Goldcorp currently has a market value of US$13.4 billion.

Kinross

Kinross has also had a rough run, but the company might finally be turning the corner.

In 2010 Kinross dropped US$7.1 billion to acquire Red Back Mining in what is widely viewed as the worst mining deal in recent history.

The company has since written down most of the assets, and the highly coveted Tasiast property that came with Red Back has never lived up to expectations.

That situation is about to change.

Kinross recently announced plans to invest US$300 million to expand throughput at Tasiast by 50% to 12,000 tonnes per day (t/d). This should improve production by 90% and drive down AISC to US$760 per ounce by 2018.

A second expansion would boost throughput to 30,000 t/d, but a decision on that won’t be made until next year.

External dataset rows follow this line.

pub use crate::builder::CacheBuilder;
pub use crate::cache::Cache;
pub use crate::error::{ConfigError, InvariantError};
pub use crate::hash::{DefaultKeyHasher, KeyHasher};
pub use crate::metrics::{MetricType, Metrics, MetricsSnapshot, MetricsSnapshotProvider};
pub use crate::store::Item;
//! Striped access batcher for read-side frequency tracking.
//!
//! Every cache hit or miss must eventually bump the admission sketch, but
//! taking a lock per read would serialize all readers. Instead, reads append
//! the key hash to a *stripe* borrowed from a lock-free pool. When a stripe
//! fills up its contents are handed to a [`BatchConsumer`] in one go.
//!
//! ## Architecture
//!
//! ```text
//!   get(k) ─► pool.pop() ─► stripe.push(hash) ─► full? ──no──► pool.push(stripe)
//!                                                  │
//!                                                 yes
//!                                                  ▼
//!                                      consumer.push(batch)
//!                                        ├── Ok  → stripe gets a fresh Vec
//!                                        └── Err → batch dropped, Vec reused
//! ```
//!
//! The pool behaves like a free list: an empty pool yields a fresh stripe and
//! a full pool drops the returned one. Losing a partially filled stripe only
//! loses frequency signal, never correctness.

use std::sync::Arc;

use crossbeam::queue::ArrayQueue;

/// Receiver of full access batches.
pub trait BatchConsumer: Send + Sync {
    /// Accepts a batch, or hands it back when it cannot take it right now.
    fn push(&self, keys: Vec<u64>) -> Result<(), Vec<u64>>;
}

impl<T: BatchConsumer + ?Sized> BatchConsumer for Arc<T> {
    fn push(&self, keys: Vec<u64>) -> Result<(), Vec<u64>> {
        (**self).push(keys)
    }
}

#[derive(Debug)]
struct Stripe {
    data: Vec<u64>,
}

impl Stripe {
    fn new(capacity: usize) -> Self {
        Self {
            data: Vec::with_capacity(capacity),
        }
    }
}

/// Pool of fixed-capacity stripes feeding a [`BatchConsumer`].
#[derive(Debug)]
pub struct AccessBatcher<C> {
    consumer: C,
    pool: ArrayQueue<Stripe>,
    capacity: usize,
}

impl<C: BatchConsumer> AccessBatcher<C> {
    /// Creates a batcher whose stripes flush after `capacity` keys.
    ///
    /// The pool holds up to `stripes` idle stripes (at least one).
    pub fn new(consumer: C, capacity: usize, stripes: usize) -> Self {
        Self {
            consumer,
            pool: ArrayQueue::new(stripes.max(1)),
            capacity: capacity.max(1),
        }
    }

    /// Creates a batcher sized for the machine's parallelism.
    pub fn with_default_stripes(consumer: C, capacity: usize) -> Self {
        let stripes = std::thread::available_parallelism()
            .map(|count| count.get())
            .unwrap_or(1)
            * 4;
        Self::new(consumer, capacity, stripes)
    }

    /// Keys per stripe before a flush.
    pub fn capacity(&self) -> usize {
        self.capacity
    }

    /// Records one key access.
    pub fn push(&self, hash: u64) {
        let mut stripe = self
            .pool
            .pop()
            .unwrap_or_else(|| Stripe::new(self.capacity));
        stripe.data.push(hash);
        if stripe.data.len() >= self.capacity {
            let batch = std::mem::take(&mut stripe.data);
            stripe.data = match self.consumer.push(batch) {
                Ok(()) => Vec::with_capacity(self.capacity),
                Err(mut rejected) => {
                    rejected.clear();
                    rejected
                },
            };
        }
        // A full pool means enough idle stripes exist already.
        let _ = self.pool.push(stripe);
    }
}
//! Sharded value storage and its expiration index.

pub mod expiration;
pub mod sharded;

use std::sync::Arc;
use std::time::Instant;

pub use expiration::{BUCKET_WIDTH, ExpirationIndex};
pub use sharded::{ShardedStore, UpdateOutcome, UpdatePredicate};

/// A hashed cache entry as it travels through the write path and callbacks.
///
/// `key` and `conflict` are the two hashes produced by the cache's
/// [`KeyHasher`](crate::hash::KeyHasher); the original key is never kept.
#[derive(Debug)]
pub struct Item<V> {
    pub key: u64,
    pub conflict: u64,
    pub value: Arc<V>,
    pub cost: i64,
    /// `None` means the entry never expires.
    pub expiration: Option<Instant>,
}

impl<V> Clone for Item<V> {
    fn clone(&self) -> Self {
        Self {
            key: self.key,
            conflict: self.conflict,
            value: Arc::clone(&self.value),
            cost: self.cost,
            expiration: self.expiration,
        }
    }
}
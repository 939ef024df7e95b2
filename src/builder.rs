//! Cache construction and configuration.
//!
//! `CacheBuilder` collects sizing knobs and injectable collaborators, checks
//! them, and starts the cache's background threads.
//!
//! ## Example
//!
//! ```rust
//! use std::time::Duration;
//!
//! use sketchcache::builder::CacheBuilder;
//!
//! let cache = CacheBuilder::<u64, String>::new(10_000, 1 << 20)
//!     .cost(|v: &String| v.len() as i64)
//!     .ttl_tick_interval(Duration::from_millis(500))
//!     .metrics(true)
//!     .build()
//!     .unwrap();
//!
//! cache.set(&1, "hello".to_string(), 0);
//! cache.wait();
//! assert!(cache.get(&1).is_some());
//! ```
//!
//! ## Defaults
//!
//! | Setting              | Default                 |
//! |----------------------|-------------------------|
//! | `buffer_items`       | [`DEFAULT_BUFFER_ITEMS`] |
//! | `set_buffer_size`    | [`DEFAULT_SET_BUFFER`]   |
//! | `ttl_tick_interval`  | [`DEFAULT_TTL_TICK`]     |
//! | `metrics`            | off                     |
//! | `ignore_internal_cost` | off                   |
//! | key hasher           | [`DefaultKeyHasher`]     |

use std::hash::Hash;
use std::sync::Arc;
use std::time::Duration;

use rand::SeedableRng;
use rand::rngs::StdRng;

use crate::cache::{Cache, CacheParts, Callbacks};
use crate::error::ConfigError;
use crate::hash::{DefaultKeyHasher, KeyHasher};
use crate::metrics::Metrics;
use crate::policy::EvictionPolicy;
use crate::store::{Item, UpdatePredicate};

/// Keys per access-batch stripe.
pub const DEFAULT_BUFFER_ITEMS: usize = 64;
/// Capacity of the write channel feeding the coordinator.
pub const DEFAULT_SET_BUFFER: usize = 32 * 1024;
/// Interval between expiration sweeps.
pub const DEFAULT_TTL_TICK: Duration = Duration::from_secs(1);

/// Builder for [`Cache`].
pub struct CacheBuilder<K: ?Sized, V> {
    num_counters: usize,
    max_cost: i64,
    buffer_items: usize,
    set_buffer_size: usize,
    ttl_tick_interval: Duration,
    metrics: bool,
    ignore_internal_cost: bool,
    seed: Option<u64>,
    key_hasher: Box<dyn KeyHasher<K>>,
    callbacks: Callbacks<V>,
    should_update: Option<UpdatePredicate<V>>,
}

impl<K: ?Sized, V> std::fmt::Debug for CacheBuilder<K, V> {
    fn fmt(&self, f: &mut std::fmt::Formatter<'_>) -> std::fmt::Result {
        f.debug_struct("CacheBuilder")
            .field("num_counters", &self.num_counters)
            .field("max_cost", &self.max_cost)
            .field("buffer_items", &self.buffer_items)
            .field("set_buffer_size", &self.set_buffer_size)
            .field("ttl_tick_interval", &self.ttl_tick_interval)
            .field("metrics", &self.metrics)
            .field("ignore_internal_cost", &self.ignore_internal_cost)
            .field("seed", &self.seed)
            .finish_non_exhaustive()
    }
}

impl<K: Hash + ?Sized, V> CacheBuilder<K, V> {
    /// Starts a builder using [`DefaultKeyHasher`].
    ///
    /// `num_counters` sizes the admission sketch (roughly 10x the expected
    /// number of live entries works well); `max_cost` bounds the total cost
    /// of admitted entries.
    pub fn new(num_counters: usize, max_cost: i64) -> Self {
        Self::with_key_hasher(num_counters, max_cost, DefaultKeyHasher)
    }
}

impl<K: ?Sized, V> CacheBuilder<K, V> {
    /// Starts a builder for keys that are not `Hash`, or that need a custom
    /// hashing scheme.
    pub fn with_key_hasher(
        num_counters: usize,
        max_cost: i64,
        key_hasher: impl KeyHasher<K> + 'static,
    ) -> Self {
        Self {
            num_counters,
            max_cost,
            buffer_items: DEFAULT_BUFFER_ITEMS,
            set_buffer_size: DEFAULT_SET_BUFFER,
            ttl_tick_interval: DEFAULT_TTL_TICK,
            metrics: false,
            ignore_internal_cost: false,
            seed: None,
            key_hasher: Box::new(key_hasher),
            callbacks: Callbacks::default(),
            should_update: None,
        }
    }

    /// Replaces the key hasher. Closures `Fn(&K) -> (u64, u64)` qualify.
    pub fn key_hasher(mut self, key_hasher: impl KeyHasher<K> + 'static) -> Self {
        self.key_hasher = Box::new(key_hasher);
        self
    }

    /// Keys per access-batch stripe.
    pub fn buffer_items(mut self, buffer_items: usize) -> Self {
        self.buffer_items = buffer_items;
        self
    }

    /// Capacity of the write channel.
    pub fn set_buffer_size(mut self, set_buffer_size: usize) -> Self {
        self.set_buffer_size = set_buffer_size;
        self
    }

    /// Interval between expiration sweeps. Zero selects
    /// [`DEFAULT_TTL_TICK`].
    pub fn ttl_tick_interval(mut self, interval: Duration) -> Self {
        self.ttl_tick_interval = interval;
        self
    }

    pub fn metrics(mut self, enabled: bool) -> Self {
        self.metrics = enabled;
        self
    }

    /// Stops charging the per-entry overhead on top of caller costs.
    pub fn ignore_internal_cost(mut self, ignore: bool) -> Self {
        self.ignore_internal_cost = ignore;
        self
    }

    /// Seeds the sketch's row salts for reproducible admission decisions.
    pub fn seed(mut self, seed: u64) -> Self {
        self.seed = Some(seed);
        self
    }

    /// Cost of values set with a cost of zero. Evaluated on the coordinator,
    /// so only for writes that made it through the buffer.
    pub fn cost(mut self, cost: impl Fn(&V) -> i64 + Send + Sync + 'static) -> Self {
        self.callbacks.cost = Some(Arc::new(cost));
        self
    }

    /// Predicate `(new, old)` deciding whether an existing value may be
    /// replaced.
    pub fn should_update(
        mut self,
        should_update: impl Fn(&V, &V) -> bool + Send + Sync + 'static,
    ) -> Self {
        self.should_update = Some(Arc::new(should_update));
        self
    }

    /// Called for every evicted or expired entry, and for pending writes
    /// dropped by [`Cache::clear`].
    pub fn on_evict(mut self, on_evict: impl Fn(&Item<V>) + Send + Sync + 'static) -> Self {
        self.callbacks.on_evict = Some(Arc::new(on_evict));
        self
    }

    /// Called for every write the admission policy turns away.
    pub fn on_reject(mut self, on_reject: impl Fn(&Item<V>) + Send + Sync + 'static) -> Self {
        self.callbacks.on_reject = Some(Arc::new(on_reject));
        self
    }

    /// Called for every value leaving the cache: evicted, rejected, replaced
    /// or deleted.
    pub fn on_exit(mut self, on_exit: impl Fn(&V) + Send + Sync + 'static) -> Self {
        self.callbacks.on_exit = Some(Arc::new(on_exit));
        self
    }

    fn validate(&self) -> Result<(), ConfigError> {
        if self.num_counters == 0 {
            return Err(ConfigError::new("num_counters must be greater than zero"));
        }
        if self.num_counters.checked_next_power_of_two().is_none() {
            return Err(ConfigError::new(format!(
                "num_counters {} cannot be rounded up to a power of two",
                self.num_counters
            )));
        }
        if self.max_cost <= 0 {
            return Err(ConfigError::new(format!(
                "max_cost must be greater than zero, got {}",
                self.max_cost
            )));
        }
        if self.buffer_items == 0 {
            return Err(ConfigError::new("buffer_items must be greater than zero"));
        }
        if self.set_buffer_size == 0 {
            return Err(ConfigError::new("set_buffer_size must be greater than zero"));
        }
        Ok(())
    }
}

impl<K: ?Sized, V: Send + Sync + 'static> CacheBuilder<K, V> {
    /// Validates the configuration and starts the cache.
    pub fn build(self) -> Result<Cache<K, V>, ConfigError> {
        self.validate()?;
        let num_counters = self
            .num_counters
            .checked_next_power_of_two()
            .ok_or_else(|| ConfigError::new("num_counters is too large"))?;

        let mut rng = match self.seed {
            Some(seed) => StdRng::seed_from_u64(seed),
            None => StdRng::from_entropy(),
        };
        let metrics = self.metrics.then(|| Arc::new(Metrics::new()));
        let policy = EvictionPolicy::new(
            num_counters,
            self.max_cost,
            &mut rng,
            metrics.clone(),
        );
        let should_update: UpdatePredicate<V> = match self.should_update {
            Some(predicate) => predicate,
            None => Arc::new(|_: &V, _: &V| true),
        };
        let ttl_tick = if self.ttl_tick_interval.is_zero() {
            DEFAULT_TTL_TICK
        } else {
            self.ttl_tick_interval
        };

        Cache::from_parts(CacheParts {
            key_hasher: self.key_hasher,
            policy,
            should_update,
            metrics,
            callbacks: self.callbacks,
            ignore_internal_cost: self.ignore_internal_cost,
            buffer_items: self.buffer_items,
            set_buffer_size: self.set_buffer_size,
            ttl_tick,
        })
    }
}
//! S3 object upload.

use async_trait::async_trait;
use reqwest::{Client, Method, Url};

use super::{endpoint, error_message, Credentials, SignedClient};
use crate::error::{DeployError, Result};
use crate::remote::{ObjectStore, StoredObject};

const SERVICE: &str = "s3";

/// Uploads objects with `PutObject`.
///
/// Uses virtual-hosted URLs against AWS and path-style URLs when an endpoint
/// override is configured (local S3-compatible services).
pub struct S3Client {
    client: SignedClient,
    region: String,
    endpoint_override: Option<Url>,
}

impl S3Client {
    pub fn new(
        http: Client,
        credentials: Credentials,
        region: &str,
        endpoint_override: Option<&str>,
    ) -> Result<Self> {
        let endpoint_override = endpoint_override
            .map(|url| endpoint(Some(url), String::new()))
            .transpose()?;
        Ok(Self {
            client: SignedClient::new(http, credentials, region, SERVICE),
            region: region.to_string(),
            endpoint_override,
        })
    }

    /// URL of `key` in `bucket`.
    pub fn object_url(&self, bucket: &str, key: &str) -> Result<Url> {
        let mut url = match &self.endpoint_override {
            Some(base) => base.clone(),
            None => endpoint(
                None,
                format!("https://{}.s3.{}.amazonaws.com", bucket, self.region),
            )?,
        };
        {
            let mut segments = url
                .path_segments_mut()
                .map_err(|_| DeployError::Config("S3 endpoint cannot hold a path".to_string()))?;
            segments.clear();
            if self.endpoint_override.is_some() {
                segments.push(bucket);
            }
            segments.extend(key.split('/'));
        }
        Ok(url)
    }
}

#[async_trait]
impl ObjectStore for S3Client {
    async fn upload(&self, bucket: &str, key: &str, body: Vec<u8>) -> Result<StoredObject> {
        let url = self.object_url(bucket, key)?;
        let length = body.len();
        let response = self
            .client
            .send(
                Method::PUT,
                url,
                &[("content-type", "application/zip")],
                body,
                DeployError::Storage,
            )
            .await?;

        let status = response.status();
        if !status.is_success() {
            let text = response.text().await.unwrap_or_default();
            return Err(DeployError::Storage(format!(
                "upload of s3://{}/{} failed ({}): {}",
                bucket,
                key,
                status.as_u16(),
                error_message(&text)
            )));
        }

        tracing::debug!("uploaded {} bytes to s3://{}/{}", length, bucket, key);
        Ok(StoredObject {
            bucket: bucket.to_string(),
            key: key.to_string(),
        })
    }
}
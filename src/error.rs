//! Error types shared by packaging, remote calls and the runner.

use std::path::PathBuf;

use thiserror::Error;

use crate::timing::TimerError;

pub type Result<T> = std::result::Result<T, DeployError>;

#[derive(Debug, Error)]
pub enum DeployError {
    /// The deployment package could not be built.
    #[error("failed to package {}: {message}", path.display())]
    Packaging { path: PathBuf, message: String },

    /// Transport failure or error response from the function control plane.
    #[error("remote service error: {0}")]
    RemoteService(String),

    /// The requested function does not exist.
    #[error("not found: {0}")]
    NotFound(String),

    /// Object storage rejected or failed the upload.
    #[error("storage error: {0}")]
    Storage(String),

    #[error("configuration error: {0}")]
    Config(String),

    #[error("invalid options: {0}")]
    InvalidOptions(String),

    #[error("I/O error on {}: {source}", path.display())]
    Io {
        path: PathBuf,
        #[source]
        source: std::io::Error,
    },

    #[error(transparent)]
    Timer(#[from] TimerError),
}

impl DeployError {
    pub(crate) fn packaging(path: impl Into<PathBuf>, message: impl std::fmt::Display) -> Self {
        Self::Packaging {
            path: path.into(),
            message: message.to_string(),
        }
    }

    pub(crate) fn io(path: impl Into<PathBuf>, source: std::io::Error) -> Self {
        Self::Io {
            path: path.into(),
            source,
        }
    }
}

Kinross has cleaned up its balance sheet and currently holds long-term debt of US$1.7 billion. The company finished 2015 with US$1 billion in cash and just raised another US$290 million through an equity issue. A recent purchase of new assets in Nevada for US$610 million means the company is still sitting on a cash pile of about US$680 million.

Production is expected to be 2.7-2.9 million ounces in 2016 at AISC of US$890-990 per ounce.

Kinross has a market capitalization of US$4.78 billion.

Which should you buy?

Both stocks will do well if gold continues to rally. At the moment, Kinross probably offers more upside potential, and the improvements at Tasiast in the coming years could really help lower the overall cost structure. Kinross might also find itself the target of a takeover attempt if the sector begins to consolidate on stronger gold prices.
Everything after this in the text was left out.